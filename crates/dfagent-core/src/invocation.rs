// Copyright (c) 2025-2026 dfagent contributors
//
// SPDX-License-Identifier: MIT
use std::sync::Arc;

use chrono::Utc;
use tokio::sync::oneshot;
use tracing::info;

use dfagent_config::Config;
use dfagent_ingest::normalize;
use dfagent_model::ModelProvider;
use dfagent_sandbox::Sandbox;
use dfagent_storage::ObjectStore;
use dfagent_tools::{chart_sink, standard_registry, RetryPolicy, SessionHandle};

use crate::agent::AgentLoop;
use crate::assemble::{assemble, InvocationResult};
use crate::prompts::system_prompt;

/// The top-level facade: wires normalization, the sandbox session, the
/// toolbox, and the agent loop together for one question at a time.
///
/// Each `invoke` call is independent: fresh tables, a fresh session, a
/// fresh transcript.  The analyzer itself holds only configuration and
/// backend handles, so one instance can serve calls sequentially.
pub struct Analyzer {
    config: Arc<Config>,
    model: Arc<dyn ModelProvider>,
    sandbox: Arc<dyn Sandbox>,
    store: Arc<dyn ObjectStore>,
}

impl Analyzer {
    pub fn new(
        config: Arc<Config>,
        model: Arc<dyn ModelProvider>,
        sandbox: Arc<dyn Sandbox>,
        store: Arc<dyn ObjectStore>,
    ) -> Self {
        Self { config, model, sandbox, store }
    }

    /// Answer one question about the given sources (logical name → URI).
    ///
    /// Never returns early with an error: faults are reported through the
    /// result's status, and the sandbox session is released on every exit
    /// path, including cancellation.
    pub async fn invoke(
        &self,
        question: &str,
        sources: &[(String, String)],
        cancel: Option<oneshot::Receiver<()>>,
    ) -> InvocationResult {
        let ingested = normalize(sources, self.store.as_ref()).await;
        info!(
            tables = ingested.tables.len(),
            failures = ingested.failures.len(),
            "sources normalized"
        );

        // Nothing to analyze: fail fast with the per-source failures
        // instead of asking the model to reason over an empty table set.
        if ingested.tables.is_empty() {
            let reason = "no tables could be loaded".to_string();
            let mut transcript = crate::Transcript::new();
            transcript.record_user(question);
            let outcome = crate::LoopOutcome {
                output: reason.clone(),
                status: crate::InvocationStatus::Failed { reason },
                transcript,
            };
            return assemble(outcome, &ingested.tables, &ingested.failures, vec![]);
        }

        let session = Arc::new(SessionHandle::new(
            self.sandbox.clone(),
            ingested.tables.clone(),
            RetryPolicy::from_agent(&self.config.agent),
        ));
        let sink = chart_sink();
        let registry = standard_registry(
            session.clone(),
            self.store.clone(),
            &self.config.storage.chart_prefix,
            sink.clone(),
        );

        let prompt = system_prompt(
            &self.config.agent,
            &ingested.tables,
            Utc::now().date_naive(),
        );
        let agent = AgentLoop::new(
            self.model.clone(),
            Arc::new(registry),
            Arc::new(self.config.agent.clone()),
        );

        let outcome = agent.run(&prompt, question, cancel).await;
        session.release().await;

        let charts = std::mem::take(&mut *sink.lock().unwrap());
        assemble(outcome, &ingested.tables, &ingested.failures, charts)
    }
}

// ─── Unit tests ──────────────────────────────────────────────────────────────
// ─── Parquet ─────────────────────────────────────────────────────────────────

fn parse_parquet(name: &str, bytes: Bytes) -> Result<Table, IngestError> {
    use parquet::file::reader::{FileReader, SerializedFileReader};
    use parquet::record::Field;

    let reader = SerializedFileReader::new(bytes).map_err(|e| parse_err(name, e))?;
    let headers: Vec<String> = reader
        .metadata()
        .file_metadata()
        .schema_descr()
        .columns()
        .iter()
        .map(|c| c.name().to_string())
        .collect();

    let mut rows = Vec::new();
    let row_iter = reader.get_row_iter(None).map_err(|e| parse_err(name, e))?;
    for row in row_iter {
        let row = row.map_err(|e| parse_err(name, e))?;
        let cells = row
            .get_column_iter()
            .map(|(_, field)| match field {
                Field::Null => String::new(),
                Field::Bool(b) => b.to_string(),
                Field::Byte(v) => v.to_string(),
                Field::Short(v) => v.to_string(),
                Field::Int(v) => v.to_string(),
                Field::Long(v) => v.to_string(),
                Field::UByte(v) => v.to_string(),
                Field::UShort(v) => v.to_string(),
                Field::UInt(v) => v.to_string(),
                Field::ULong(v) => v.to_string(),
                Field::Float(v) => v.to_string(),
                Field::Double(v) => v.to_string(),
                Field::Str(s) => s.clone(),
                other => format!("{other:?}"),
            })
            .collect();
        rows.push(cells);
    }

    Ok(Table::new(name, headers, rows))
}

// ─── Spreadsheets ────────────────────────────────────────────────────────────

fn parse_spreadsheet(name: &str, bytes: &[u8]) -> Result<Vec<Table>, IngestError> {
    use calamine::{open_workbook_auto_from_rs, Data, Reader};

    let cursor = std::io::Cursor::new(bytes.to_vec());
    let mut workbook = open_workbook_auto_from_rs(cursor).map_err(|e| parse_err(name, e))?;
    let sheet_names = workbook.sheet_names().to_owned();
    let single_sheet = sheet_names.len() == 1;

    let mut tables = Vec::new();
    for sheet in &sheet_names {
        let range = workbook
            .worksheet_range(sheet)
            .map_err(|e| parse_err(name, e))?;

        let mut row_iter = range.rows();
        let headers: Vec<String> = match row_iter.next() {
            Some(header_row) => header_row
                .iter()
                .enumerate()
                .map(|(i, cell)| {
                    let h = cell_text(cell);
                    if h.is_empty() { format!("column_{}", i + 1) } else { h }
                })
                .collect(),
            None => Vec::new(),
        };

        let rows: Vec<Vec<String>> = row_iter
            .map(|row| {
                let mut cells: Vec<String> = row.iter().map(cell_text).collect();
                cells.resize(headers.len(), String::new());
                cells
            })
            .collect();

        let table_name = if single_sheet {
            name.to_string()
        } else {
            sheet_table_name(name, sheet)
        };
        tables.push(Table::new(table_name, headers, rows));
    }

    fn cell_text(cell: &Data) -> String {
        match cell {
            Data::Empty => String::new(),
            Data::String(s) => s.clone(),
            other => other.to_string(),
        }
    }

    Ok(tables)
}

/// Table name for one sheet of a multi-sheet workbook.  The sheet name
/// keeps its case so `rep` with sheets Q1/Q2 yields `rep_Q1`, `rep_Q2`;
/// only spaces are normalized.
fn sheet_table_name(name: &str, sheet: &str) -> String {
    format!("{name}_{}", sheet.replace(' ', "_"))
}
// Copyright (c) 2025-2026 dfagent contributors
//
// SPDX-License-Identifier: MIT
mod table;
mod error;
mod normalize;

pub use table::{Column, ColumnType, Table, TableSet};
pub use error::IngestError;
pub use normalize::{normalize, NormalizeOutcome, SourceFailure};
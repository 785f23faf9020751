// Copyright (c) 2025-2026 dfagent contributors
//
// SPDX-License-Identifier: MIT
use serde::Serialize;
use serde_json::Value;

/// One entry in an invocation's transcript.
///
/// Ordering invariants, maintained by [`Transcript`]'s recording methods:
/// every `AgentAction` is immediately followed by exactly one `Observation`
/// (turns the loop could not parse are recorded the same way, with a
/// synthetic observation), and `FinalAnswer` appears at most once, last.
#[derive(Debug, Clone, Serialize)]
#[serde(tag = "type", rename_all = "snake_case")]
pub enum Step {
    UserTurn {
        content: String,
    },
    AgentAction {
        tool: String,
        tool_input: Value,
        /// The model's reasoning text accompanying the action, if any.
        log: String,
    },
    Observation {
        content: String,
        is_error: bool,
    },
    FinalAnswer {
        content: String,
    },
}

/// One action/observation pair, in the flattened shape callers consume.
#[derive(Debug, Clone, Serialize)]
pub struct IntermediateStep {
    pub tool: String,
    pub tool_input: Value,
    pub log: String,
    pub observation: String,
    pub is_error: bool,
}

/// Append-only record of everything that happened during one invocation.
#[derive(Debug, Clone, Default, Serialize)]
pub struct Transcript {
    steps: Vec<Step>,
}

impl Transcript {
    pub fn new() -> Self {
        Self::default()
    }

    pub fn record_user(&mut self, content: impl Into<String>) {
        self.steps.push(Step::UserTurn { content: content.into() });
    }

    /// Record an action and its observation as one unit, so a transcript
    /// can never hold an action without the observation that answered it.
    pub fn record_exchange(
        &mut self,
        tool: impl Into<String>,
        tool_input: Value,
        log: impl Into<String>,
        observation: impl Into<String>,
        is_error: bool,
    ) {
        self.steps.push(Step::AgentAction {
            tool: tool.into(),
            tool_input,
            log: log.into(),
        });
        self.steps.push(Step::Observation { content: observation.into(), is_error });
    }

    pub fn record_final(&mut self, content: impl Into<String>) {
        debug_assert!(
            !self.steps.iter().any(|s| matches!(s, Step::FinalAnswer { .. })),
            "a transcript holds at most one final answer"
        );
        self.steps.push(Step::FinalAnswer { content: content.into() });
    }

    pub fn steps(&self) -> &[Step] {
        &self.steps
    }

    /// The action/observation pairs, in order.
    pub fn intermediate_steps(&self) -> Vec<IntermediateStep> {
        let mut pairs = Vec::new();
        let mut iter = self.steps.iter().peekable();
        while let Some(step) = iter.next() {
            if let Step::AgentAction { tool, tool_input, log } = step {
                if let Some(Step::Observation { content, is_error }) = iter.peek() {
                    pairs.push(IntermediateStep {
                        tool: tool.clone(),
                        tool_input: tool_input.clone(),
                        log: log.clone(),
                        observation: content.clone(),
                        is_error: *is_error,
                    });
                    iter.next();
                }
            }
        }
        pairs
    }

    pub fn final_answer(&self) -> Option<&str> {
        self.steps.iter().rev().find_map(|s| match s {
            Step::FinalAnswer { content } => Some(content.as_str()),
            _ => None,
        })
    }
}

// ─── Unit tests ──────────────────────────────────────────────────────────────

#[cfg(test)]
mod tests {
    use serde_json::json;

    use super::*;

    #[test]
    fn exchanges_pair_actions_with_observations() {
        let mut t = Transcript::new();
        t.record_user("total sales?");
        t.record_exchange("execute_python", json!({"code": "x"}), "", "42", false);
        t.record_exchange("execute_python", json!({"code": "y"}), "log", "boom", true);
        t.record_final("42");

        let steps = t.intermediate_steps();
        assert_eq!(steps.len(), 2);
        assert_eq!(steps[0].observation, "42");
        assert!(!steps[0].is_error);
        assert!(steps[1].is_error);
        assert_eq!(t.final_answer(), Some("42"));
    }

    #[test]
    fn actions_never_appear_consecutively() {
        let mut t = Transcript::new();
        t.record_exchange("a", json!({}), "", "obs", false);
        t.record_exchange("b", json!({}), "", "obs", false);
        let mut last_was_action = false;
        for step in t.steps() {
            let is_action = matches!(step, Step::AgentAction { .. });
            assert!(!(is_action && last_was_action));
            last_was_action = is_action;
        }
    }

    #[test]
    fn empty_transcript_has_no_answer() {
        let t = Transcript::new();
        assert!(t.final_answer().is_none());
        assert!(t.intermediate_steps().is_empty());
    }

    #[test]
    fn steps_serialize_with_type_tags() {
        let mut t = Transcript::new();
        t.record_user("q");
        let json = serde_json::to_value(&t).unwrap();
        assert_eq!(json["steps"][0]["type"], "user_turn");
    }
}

################

▶ WHAT TO PRODUCE: If a line in the listing contains the string "pairs", copy it.

▶ SOLUTION:
    /// The action/observation pairs, in order.
        let mut pairs = Vec::new();
                    pairs.push(IntermediateStep {
        pairs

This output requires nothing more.